Libertad para padres y educadores
Alvaro Hernan Prada
El Gobierno nos quiere imponer una política pública para educar a nuestros hijos, violando la libertad y el derecho que tenemos como padres, de impartir conocimientos y valores esenciales en el hogar. Así lo evidenció la creación de una cartilla del Ministerio de Educación, en compañía de la ONU, fundaciones, activistas LGTBI y Colombia Diversa.
Si como padre de familia escojo la educación de mis hijos, sobre creencias religiosas diferentes o porque sencillamente tengo un conjunto de valores que han influido en mí para determinar cuál es la mejor formación para mis hijos, el Estado no tiene porque restringirla. Para dar un ejemplo si una familia escoge un colegio por tener una formación en principios cristianos o musulmanes, el Estado puede afectar la libertad que como padres de familia tenemos. La sexualidad es algo tan íntimo, que es en casa donde se debe aprender lo fundamental, complementado con una educación responsable en el colegio. El gobierno quiere quitarnos los derechos familiares, como si no fuera suficiente con todo el daño que le ha hecho a la niñez. El responsable de tratar de imponer a la fuerza la ideología de género es el presidente de la República, quien aprovechó la audiencia en la Corte Constitucional con relación al fallo sobre la muerte del estudiante Sergio Urrego, para invitar a la corte a construir una política pública sobre equidad de genero y ahora utiliza el pretexto del cumplimiento de una sentencia y una ley, para influir y diseñar políticas públicas donde se adoctrina a nuestra juventud y a nuestra niñez en la ideología de género”. Esta vez el gobierno, diciendo que educar a los niños según su sexo, es violar el libre desarrollo de la personalidad porque, según ellos, no se nace con un género ni un sexo definido, sino que la sociedad que para ellos es represora, somete a los niños a actuar como niños y a las niñas, como niñas.

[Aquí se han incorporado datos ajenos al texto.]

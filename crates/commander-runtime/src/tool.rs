//! The `hire_agent` tool contract exposed to the planner.

use commander_core::{PhaseResult, TaskType, Wei};
use serde::{Deserialize, Serialize};
use serde_json::json;

use crate::ledger::Budget;

pub const HIRE_TOOL_NAME: &str = "hire_agent";

/// Planner input for one hire.
#[derive(Debug, Clone, Default, Deserialize, Serialize)]
#[serde(rename_all = "camelCase")]
pub struct HireRequest {
    pub goal: String,
    #[serde(default)]
    pub name: Option<String>,
    #[serde(default)]
    pub preferred_type: Option<String>,
}

impl HireRequest {
    pub fn new(goal: impl Into<String>) -> Self {
        Self {
            goal: goal.into(),
            ..Self::default()
        }
    }

    pub fn named(mut self, name: impl Into<String>) -> Self {
        self.name = Some(name.into());
        self
    }

    pub fn preferring(mut self, task_type: impl Into<String>) -> Self {
        self.preferred_type = Some(task_type.into());
        self
    }
}

/// Compact view of a successful phase returned to the planner.
#[derive(Debug, Clone, Serialize)]
#[serde(rename_all = "camelCase")]
pub struct PhaseSummary {
    pub index: usize,
    pub name: String,
    pub task_type: TaskType,
    pub spent_wei: Wei,
    /// Worker output clipped to 300 characters.
    pub summary: String,
    pub success: bool,
}

#[derive(Debug, Clone, Serialize)]
#[serde(untagged)]
pub enum HirePhase {
    Succeeded(PhaseSummary),
    Failed(PhaseResult),
}

/// Tool result. `phase` is absent when the hire was blocked before running.
#[derive(Debug, Clone, Serialize)]
#[serde(rename_all = "camelCase")]
pub struct HireResponse {
    pub ok: bool,
    pub blocked: bool,
    #[serde(skip_serializing_if = "Option::is_none")]
    pub reason: Option<String>,
    #[serde(skip_serializing_if = "Option::is_none")]
    pub phase: Option<HirePhase>,
    pub budget: Budget,
}

impl HireResponse {
    pub fn blocked(reason: String, budget: Budget) -> Self {
        Self {
            ok: false,
            blocked: true,
            reason: Some(reason),
            phase: None,
            budget,
        }
    }

    pub fn succeeded(summary: PhaseSummary, reason: Option<String>, budget: Budget) -> Self {
        Self {
            ok: true,
            blocked: reason.is_some(),
            reason,
            phase: Some(HirePhase::Succeeded(summary)),
            budget,
        }
    }

    pub fn failed(result: PhaseResult, reason: Option<String>, budget: Budget) -> Self {
        Self {
            ok: false,
            blocked: reason.is_some(),
            reason,
            phase: Some(HirePhase::Failed(result)),
            budget,
        }
    }

    /// Whether a phase actually ran for this call.
    pub fn ran(&self) -> bool {
        self.phase.is_some()
    }
}

/// JSON schema of the tool, for planners that advertise tools to a model.
pub fn tool_definition() -> serde_json::Value {
    let types: Vec<&str> = TaskType::all().iter().map(|t| t.as_str()).collect();
    json!({
        "name": HIRE_TOOL_NAME,
        "description": "Hire a worker agent to carry out one sub-goal of the mission. \
            Each hire is a paid phase; stop when the result says blocked.",
        "input_schema": {
            "type": "object",
            "properties": {
                "goal": { "type": "string", "minLength": 1, "description": "Sub-goal for the worker" },
                "name": { "type": "string", "description": "Short phase name" },
                "preferredType": { "type": "string", "enum": types }
            },
            "required": ["goal"]
        }
    })
}
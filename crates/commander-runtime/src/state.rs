//! Mission-level state machine.

use commander_core::{Error, Result};
use serde::Serialize;

#[derive(Debug, Clone, Copy, PartialEq, Eq, Serialize)]
#[serde(rename_all = "snake_case")]
pub enum MissionState {
    NotStarted,
    Running,
    Done,
    AllPhasesFailed,
    Interrupted,
}

#[derive(Debug, Clone, Copy, PartialEq, Eq)]
pub enum MissionEvent {
    Started,
    /// At least one phase succeeded.
    Completed,
    /// No phase succeeded; `interrupted` if a cancellation reason is set.
    Failed { interrupted: bool },
    /// Cancelled before anything ran.
    Aborted,
}

impl MissionState {
    pub fn is_terminal(&self) -> bool {
        matches!(
            self,
            MissionState::Done | MissionState::AllPhasesFailed | MissionState::Interrupted
        )
    }

    pub fn transition(self, event: MissionEvent) -> Result<MissionState> {
        match (self, event) {
            (MissionState::NotStarted, MissionEvent::Started) => Ok(MissionState::Running),
            (MissionState::NotStarted, MissionEvent::Aborted) => Ok(MissionState::Interrupted),
            (MissionState::Running, MissionEvent::Completed) => Ok(MissionState::Done),
            (MissionState::Running, MissionEvent::Failed { interrupted: true }) => {
                Ok(MissionState::Interrupted)
            }
            (MissionState::Running, MissionEvent::Failed { interrupted: false }) => {
                Ok(MissionState::AllPhasesFailed)
            }
            _ => Err(Error::Transition(format!("{self:?} cannot handle {event:?}"))),
        }
    }
}

#[cfg(test)]
mod tests {
    use super::*;

    #[test]
    fn test_happy_path() {
        let state = MissionState::NotStarted
            .transition(MissionEvent::Started)
            .unwrap()
            .transition(MissionEvent::Completed)
            .unwrap();
        assert_eq!(state, MissionState::Done);
        assert!(state.is_terminal());
    }

    #[test]
    fn test_failure_outcomes() {
        let running = MissionState::Running;
        assert_eq!(
            running.transition(MissionEvent::Failed { interrupted: true }).unwrap(),
            MissionState::Interrupted
        );
        assert_eq!(
            running.transition(MissionEvent::Failed { interrupted: false }).unwrap(),
            MissionState::AllPhasesFailed
        );
        assert_eq!(
            MissionState::NotStarted.transition(MissionEvent::Aborted).unwrap(),
            MissionState::Interrupted
        );
    }

    #[test]
    fn test_terminal_states_reject_events() {
        for state in [MissionState::Done, MissionState::AllPhasesFailed, MissionState::Interrupted] {
            assert!(state.transition(MissionEvent::Started).is_err());
            assert!(state.transition(MissionEvent::Completed).is_err());
        }
        assert!(MissionState::NotStarted.transition(MissionEvent::Completed).is_err());
    }
}
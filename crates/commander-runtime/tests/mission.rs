//! End-to-end missions against the ranked marketplace executor.

use std::sync::Arc;
use std::time::Duration;

use async_trait::async_trait;
use commander_core::{
    BudgetOverrides, CommanderConfig, Error, PhaseRequest, Result, ServiceInfo, TaskType, Wei,
};
use commander_market::{
    FeedbackLog, Quote, RankedExecutor, ReputationEngine, ServiceDirectory, WorkerClient,
    WorkerResponse,
};
use commander_runtime::tool::tool_definition;
use commander_runtime::{
    CancelSignal, Commander, MissionBrief, MissionSession, MissionState, Planner, RecordingSink,
    TraceEvent,
};
use parking_lot::{Mutex, RwLock};
use serde_json::{json, Value};

struct StaticDirectory(Vec<ServiceInfo>);

#[async_trait]
impl ServiceDirectory for StaticDirectory {
    async fn services(&self) -> Result<Vec<ServiceInfo>> {
        Ok(self.0.clone())
    }
}

/// Quotes each service at its list price unless it is in `refusing`.
#[derive(Default)]
struct MarketClient {
    refusing: Vec<&'static str>,
    hang: bool,
    hired: Mutex<Vec<String>>,
}

#[async_trait]
impl WorkerClient for MarketClient {
    async fn quote(&self, service: &ServiceInfo, _request: &PhaseRequest) -> Result<Quote> {
        if self.refusing.iter().any(|id| *id == service.id) {
            return Err(Error::Worker(format!("{} is busy", service.id)));
        }
        Ok(Quote {
            quote_id: format!("q-{}", service.id),
            service_id: service.id.clone(),
            amount: service.price,
        })
    }

    async fn execute(
        &self,
        service: &ServiceInfo,
        quote: &Quote,
        request: &PhaseRequest,
    ) -> Result<WorkerResponse> {
        self.hired.lock().push(service.id.clone());
        if self.hang {
            tokio::time::sleep(Duration::from_secs(3600)).await;
        }
        Ok(WorkerResponse {
            content: format!("{} handled: {}", service.id, request.goal.lines().next().unwrap_or("")),
            accepted_amount: Some(quote.amount.to_string()),
            receipt_verified: true,
        })
    }
}

/// Drives the tool through its JSON surface, like a model would.
struct JsonPlanner {
    calls: Vec<Value>,
    results: Mutex<Vec<Value>>,
}

impl JsonPlanner {
    fn new(calls: Vec<Value>) -> Arc<Self> {
        Arc::new(Self {
            calls,
            results: Mutex::new(Vec::new()),
        })
    }
}

#[async_trait]
impl Planner for JsonPlanner {
    async fn plan(&self, brief: &MissionBrief, session: &mut MissionSession) -> Result<String> {
        assert_eq!(tool_definition()["name"], "hire_agent");
        for call in &self.calls {
            let result = session.hire_json(call.clone()).await?;
            let blocked = result["blocked"] == true;
            self.results.lock().push(result);
            if blocked {
                break;
            }
        }
        Ok(format!("Finished: {}", brief.goal))
    }
}

fn service(id: &str, price: u128) -> ServiceInfo {
    ServiceInfo {
        id: id.into(),
        name: id.into(),
        endpoint: format!("https://{id}.example"),
        price: Wei::from_u128(price),
        task_type: TaskType::Research,
        reputation: None,
    }
}

fn feedback() -> Arc<RwLock<FeedbackLog>> {
    let now = chrono::Utc::now().timestamp();
    let mut log = FeedbackLog::new();
    for i in 0..4 {
        log.record("trusted", 95, now - i * 60).unwrap();
        log.record("cheap", 20, now - i * 60).unwrap();
    }
    Arc::new(RwLock::new(log))
}

fn commander(client: Arc<MarketClient>, total: &str) -> Commander {
    let executor = RankedExecutor::new(
        Arc::new(StaticDirectory(vec![service("cheap", 5), service("trusted", 9)])),
        client,
        feedback(),
        ReputationEngine::new(3),
    );
    let config = CommanderConfig {
        budget: BudgetOverrides {
            max_phases: Some("4".into()),
            max_per_phase_wei: Some("10".into()),
            max_total_wei: Some(total.into()),
        },
        ..CommanderConfig::default()
    };
    Commander::new(Arc::new(executor), config)
}

#[tokio::test]
async fn test_mission_hires_best_worker_until_budget_exhausted() {
    let client = Arc::new(MarketClient::default());
    let planner = JsonPlanner::new(vec![
        json!({"goal": "Research competitor pricing", "name": "Scout"}),
        json!({"goal": "Research supplier lead times", "preferredType": "research"}),
        json!({"goal": "Research anything else"}),
    ]);
    let sink = Arc::new(RecordingSink::new());
    let commander = commander(client.clone(), "12")
        .with_planner(planner.clone())
        .with_trace_sink(sink.clone());

    let report = commander.run("Market scan", None).await.unwrap();

    assert_eq!(report.status, MissionState::Done);
    assert_eq!(*client.hired.lock(), vec!["trusted", "trusted"]);
    assert_eq!(report.budget.spent_wei(), Wei::from_u128(18));
    assert_eq!(report.budget.phase_count(), 2);
    assert_eq!(report.result.service.id, "trusted");
    assert_eq!(report.summary, "Finished: Market scan");

    let results = planner.results.lock();
    assert_eq!(results.len(), 2);
    assert_eq!(results[0]["ok"], true);
    assert_eq!(results[0]["blocked"], false);
    assert_eq!(results[0]["phase"]["spentWei"], "9");
    assert_eq!(results[1]["blocked"], true);
    assert!(results[1]["reason"]
        .as_str()
        .unwrap()
        .contains("budget exhausted"));

    let completed = sink
        .events()
        .iter()
        .filter(|e| matches!(e, TraceEvent::PhaseCompleted { success: true, .. }))
        .count();
    assert_eq!(completed, 2);
}

#[tokio::test]
async fn test_refused_quote_falls_through_ranking() {
    let client = Arc::new(MarketClient {
        refusing: vec!["trusted"],
        ..MarketClient::default()
    });
    let planner = JsonPlanner::new(vec![json!({"goal": "Research one thing"})]);
    let commander = commander(client.clone(), "100").with_planner(planner);

    let report = commander.run("Single lookup", None).await.unwrap();
    assert_eq!(report.result.service.id, "cheap");
    assert_eq!(report.result.attempts.len(), 2);
    assert!(!report.result.attempts[0].ok);
    assert_eq!(report.budget.spent_wei(), Wei::from_u128(5));
}

#[tokio::test]
async fn test_no_worker_quotes_fails_mission() {
    let client = Arc::new(MarketClient {
        refusing: vec!["trusted", "cheap"],
        ..MarketClient::default()
    });
    let commander = commander(client, "100").with_planner(JsonPlanner::new(Vec::new()));

    let err = commander.run("Research the impossible", None).await.unwrap_err();
    match err {
        Error::AllPhasesFailed {
            attempts,
            last_error,
        } => {
            assert_eq!(attempts, 1);
            assert!(last_error.contains("refused to quote"));
        }
        other => panic!("expected AllPhasesFailed, got {other:?}"),
    }
}

#[tokio::test(start_paused = true)]
async fn test_cancel_while_worker_runs() {
    let client = Arc::new(MarketClient {
        hang: true,
        ..MarketClient::default()
    });
    let signal = CancelSignal::new();
    let trigger = signal.clone();
    tokio::spawn(async move {
        tokio::time::sleep(Duration::from_millis(250)).await;
        trigger.cancel("operator abort");
    });
    let planner = JsonPlanner::new(vec![
        json!({"goal": "Research slowly"}),
        json!({"goal": "never runs"}),
    ]);
    let commander = commander(client.clone(), "100").with_planner(planner.clone());

    let err = commander.run("Slow mission", Some(signal)).await.unwrap_err();
    assert!(matches!(err, Error::Interrupted(ref r) if r == "operator abort"));
    assert_eq!(client.hired.lock().len(), 1);

    let results = planner.results.lock();
    assert_eq!(results.len(), 1);
    assert_eq!(results[0]["blocked"], true);
    assert_eq!(results[0]["phase"]["status"], "interrupted");
    assert_eq!(results[0]["budget"]["phaseCount"], 1);
}
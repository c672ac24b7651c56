//! One-way mission trace events.

use parking_lot::Mutex;
use serde::Serialize;
use tracing::{info, warn};

use crate::ledger::Budget;

#[derive(Debug, Clone, Serialize)]
#[serde(tag = "type", rename_all = "snake_case")]
pub enum TraceEvent {
    MissionStarted {
        #[serde(rename = "missionId")]
        mission_id: String,
        goal: String,
        budget: Budget,
    },
    PhaseStarted {
        #[serde(rename = "missionId")]
        mission_id: String,
        index: usize,
        name: String,
        budget: Budget,
    },
    PhaseCompleted {
        #[serde(rename = "missionId")]
        mission_id: String,
        index: usize,
        name: String,
        success: bool,
        #[serde(skip_serializing_if = "Option::is_none")]
        error: Option<String>,
        budget: Budget,
    },
    MissionCompleted {
        #[serde(rename = "missionId")]
        mission_id: String,
        phases: usize,
        budget: Budget,
    },
    MissionFailed {
        #[serde(rename = "missionId")]
        mission_id: String,
        error: String,
    },
}

/// Receives trace events. Must not block or fail the mission.
pub trait TraceSink: Send + Sync {
    fn emit(&self, event: &TraceEvent);
}

/// Logs every event through `tracing`.
#[derive(Debug, Default)]
pub struct TracingSink;

impl TraceSink for TracingSink {
    fn emit(&self, event: &TraceEvent) {
        match event {
            TraceEvent::MissionStarted { mission_id, goal, .. } => {
                info!("Mission {} started: {}", mission_id, goal)
            }
            TraceEvent::PhaseStarted {
                mission_id,
                index,
                name,
                budget,
            } => info!(
                "Mission {} phase {} ({}) started, spent {}/{}",
                mission_id,
                index,
                name,
                budget.spent_wei(),
                budget.max_total_wei()
            ),
            TraceEvent::PhaseCompleted {
                mission_id,
                index,
                name,
                success,
                error,
                budget,
            } => {
                if *success {
                    info!(
                        "Mission {} phase {} ({}) succeeded, {} phase(s), spent {}",
                        mission_id,
                        index,
                        name,
                        budget.phase_count(),
                        budget.spent_wei()
                    )
                } else {
                    warn!(
                        "Mission {} phase {} ({}) failed: {}",
                        mission_id,
                        index,
                        name,
                        error.as_deref().unwrap_or("unknown error")
                    )
                }
            }
            TraceEvent::MissionCompleted {
                mission_id,
                phases,
                budget,
            } => info!(
                "Mission {} completed after {} phase(s), spent {}",
                mission_id,
                phases,
                budget.spent_wei()
            ),
            TraceEvent::MissionFailed { mission_id, error } => {
                warn!("Mission {} failed: {}", mission_id, error)
            }
        }
    }
}

/// Keeps events in memory, in emission order.
#[derive(Debug, Default)]
pub struct RecordingSink {
    events: Mutex<Vec<TraceEvent>>,
}

impl RecordingSink {
    pub fn new() -> Self {
        Self::default()
    }

    pub fn events(&self) -> Vec<TraceEvent> {
        self.events.lock().clone()
    }
}

impl TraceSink for RecordingSink {
    fn emit(&self, event: &TraceEvent) {
        self.events.lock().push(event.clone());
    }
}
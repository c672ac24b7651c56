//! Text clipping for context digests and tool summaries.

/// Clip to at most `max_chars` characters, ending in `...` when shortened.
pub fn clip(text: &str, max_chars: usize) -> String {
    let text = text.trim();
    if text.chars().count() <= max_chars {
        return text.to_string();
    }
    let keep = max_chars.saturating_sub(3);
    let mut clipped: String = text.chars().take(keep).collect();
    clipped.push_str("...");
    clipped
}

#[cfg(test)]
mod tests {
    use super::*;

    #[test]
    fn test_short_text_untouched() {
        assert_eq!(clip("  hello ", 10), "hello");
    }

    #[test]
    fn test_clip_respects_limit() {
        let clipped = clip(&"x".repeat(500), 300);
        assert_eq!(clipped.chars().count(), 300);
        assert!(clipped.ends_with("..."));
    }

    #[test]
    fn test_clip_is_char_safe() {
        let clipped = clip(&"预算".repeat(20), 7);
        assert_eq!(clipped, "预算预算...");
    }
}
use std::collections::{BTreeMap, HashMap, HashSet};
use std::rc::Rc;

use crate::code::CodeData;
use crate::error::{Error, Result};
use crate::format::{self, LoadCtx};
use crate::interp::{self, Step};
use crate::module::{Module, ModuleId, ModuleName};
use crate::scope::{
    Array, GlobalScope, HubScope, MapScope, ModuleScope, ScopePath, SlotRef, DelayedStart,
};
use crate::script::{ScriptIdent, ScriptType};
use crate::string::{StringIdx, StringTable};
use crate::thread::{Thread, ThreadId, ThreadState};
use crate::Word;

/// A host-registered call-func. Returning `Ok(true)` makes the calling
/// thread yield for the rest of the tick.
pub type CallFunc = Rc<dyn Fn(&mut Environment, &mut Thread, &[Word]) -> Result<bool>>;

/// Host I/O capability: map a module name to its container bytes.
pub type ModuleLoader = Rc<dyn Fn(&ModuleName) -> std::io::Result<Vec<u8>>>;

/// Notification that a script terminated: (number, name).
pub type ScriptEndHook = Rc<dyn Fn(Word, Option<StringIdx>)>;

/// Diagnostic callback for contained runtime faults.
pub type ErrorHook = Rc<dyn Fn(&Error)>;

pub const DEFAULT_EXEC_BUDGET: u32 = 250_000;
pub const DEFAULT_SCRIPT_LOCALS: u32 = 20;

/// Owns every module, scope, string and thread; drives the tick.
pub struct Environment {
    pub strings: StringTable,
    pub(crate) modules: Vec<Module>,
    module_ids: HashMap<ModuleName, ModuleId>,
    loading: HashSet<ModuleId>,
    pub(crate) globals: BTreeMap<Word, GlobalScope>,
    pub(crate) threads: Vec<Thread>,
    pub(crate) free_threads: Vec<ThreadId>,
    pub(crate) call_funcs: Vec<CallFunc>,
    code_table: HashMap<Word, CodeData>,
    func_data: HashMap<Word, Word>,
    loader: Option<ModuleLoader>,
    script_end_hook: Option<ScriptEndHook>,
    error_hook: Option<ErrorHook>,
    /// Instruction budget per thread per tick; the only guard against
    /// runaway scripts.
    pub exec_budget: u32,
    /// Local register count for scripts without an SVCT override.
    pub script_locals_default: u32,
    /// Identity of the thread currently stepping, if any, and a state
    /// override requested for it mid-step (scriptStop on self).
    pub(crate) running: Option<(ThreadId, ModuleId, usize, ScopePath)>,
    pending_running_state: Option<ThreadState>,
}

impl Default for Environment {
    fn default() -> Self {
        Self::new()
    }
}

Santos, que ha demostrado ser fiel seguidor a los regímenes totalitarios, está convencido que la soberanía reposa en él y no en el pueblo, practica lo que en materia de educación han impuesto diferentes dictaduras en el mundo, como aquel manual que en la Alemania Nazi, obligaba a los padres a enseñar a sus hijos un amor satanizado por Hitler, a pesar de disentir y rechazar la doctrina xenófoba del Führer.
Frente a esta coacción y la necesidad que tiene el gobierno de imponer conceptos de una minoría a todos los niños de Colombia, a los padres nos queda la opción de educar a nuestros hijos en el hogar, donde el puño opresor del gobierno Santos no tiene entrada. Y a los docentes y rectores de planteles educativos, les queda el derecho a la objeción de conciencia, que ni el presidente, ni la ministra les pueden transgredir. Continuemos la resistencia a la violación de los derechos de nuestros niños. La marcha del pasado miércoles fue la notificación al gobierno y sus aliados que los padres defenderemos los derechos de nuestros hijos. Enseñemos valores, con respeto y tolerancia por la diferencia pero exigiendo el respeto a nuestra libertad de educar. Y estemos atentos porque pretenden vía acuerdos de la Habana introducir un punto de género, con quienes han sido los mayores violadores de niñas, para cumplir el sueño a Santos y su ministra.